__RECORDS TO USE__:
──────────

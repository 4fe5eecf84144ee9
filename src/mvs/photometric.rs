extern crate nalgebra as na;

use na::Vector4;

use crate::Float;
use crate::mvs::photo::Photo;

/**
 * Samples a grid_size x grid_size color grid around the projection of `center` in `photo`,
 * stepping along the projections of `right` and `up`. All three are divided by the homogeneous
 * scale of the projected center. Colors are stored interleaved (rgb per grid point), rows follow `up`.
 * Returns None if the projected center has a zero homogeneous scale.
 */
pub fn project_grid(photo: &Photo, center: &Vector4<Float>, right: &Vector4<Float>, up: &Vector4<Float>, grid_size: usize) -> Option<Vec<Float>> {
    let projected_center = photo.camera.project_homogeneous(center);
    let scale = match projected_center[2] {
        w if w != 0.0 => 1.0/w,
        _ => return None
    };
    let projected_right = photo.camera.project_homogeneous(right)*scale;
    let projected_up = photo.camera.project_homogeneous(up)*scale;
    let projected_center = projected_center*scale;

    let step = (grid_size as Float - 1.0)/2.0;
    let top_left = projected_center - (projected_right + projected_up)*step;

    let mut samples = Vec::<Float>::with_capacity(3*grid_size*grid_size);
    for i in 0..grid_size {
        for j in 0..grid_size {
            let (i_f, j_f) = (i as Float, j as Float);
            let x = top_left[0] + i_f*projected_up[0] + j_f*projected_right[0];
            let y = top_left[1] + i_f*projected_up[1] + j_f*projected_right[1];
            samples.extend(photo.sample(y, x).iter());
        }
    }
    Some(samples)
}

/**
 * Normalized cross correlation of two interleaved rgb sample vectors of equal length.
 * The mean of every channel is removed separately. Returns exactly 0 if either side has no variance.
 */
pub fn ncc(samples_one: &[Float], samples_two: &[Float]) -> Float {
    assert_eq!(samples_one.len(), samples_two.len());
    assert_eq!(samples_one.len() % 3, 0);
    let count = (samples_one.len()/3) as Float;
    if count == 0.0 {
        return 0.0;
    }

    let mut mean_one = [0.0 as Float; 3];
    let mut mean_two = [0.0 as Float; 3];
    for (i, (a, b)) in samples_one.iter().zip(samples_two.iter()).enumerate() {
        mean_one[i % 3] += a;
        mean_two[i % 3] += b;
    }
    for c in 0..3 {
        mean_one[c] /= count;
        mean_two[c] /= count;
    }

    let mut product = 0.0;
    let mut var_one = 0.0;
    let mut var_two = 0.0;
    for (i, (a, b)) in samples_one.iter().zip(samples_two.iter()).enumerate() {
        let diff_one = a - mean_one[i % 3];
        let diff_two = b - mean_two[i % 3];
        product += diff_one*diff_two;
        var_one += diff_one*diff_one;
        var_two += diff_two*diff_two;
    }

    let denominator = var_one*var_two;
    match denominator {
        d if d > 0.0 && d.is_finite() => product/d.sqrt(),
        _ => 0.0
    }
}

/**
 * NCC between the grids of a patch in its reference photo and in `photo`.
 * A grid that cannot be projected scores 0.
 */
pub fn patch_ncc_score(reference: &Photo, photo: &Photo, center: &Vector4<Float>, right: &Vector4<Float>, up: &Vector4<Float>, grid_size: usize) -> Float {
    match (project_grid(reference, center, right, up, grid_size), project_grid(photo, center, right, up, grid_size)) {
        (Some(reference_samples), Some(samples)) => ncc(&reference_samples, &samples),
        _ => 0.0
    }
}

──────────

__YOUR ASSIGNMENT__: Find and copy each line of the material that holds the word "scale".

__YOUR RESPONSE__:
 * scale of the projected center. Colors are stored interleaved (rgb per grid point), rows follow `up`.
 * Returns None if the projected center has a zero homogeneous scale.
    let scale = match projected_center[2] {
    let projected_right = photo.camera.project_homogeneous(right)*scale;
    let projected_up = photo.camera.project_homogeneous(up)*scale;
    let projected_center = projected_center*scale;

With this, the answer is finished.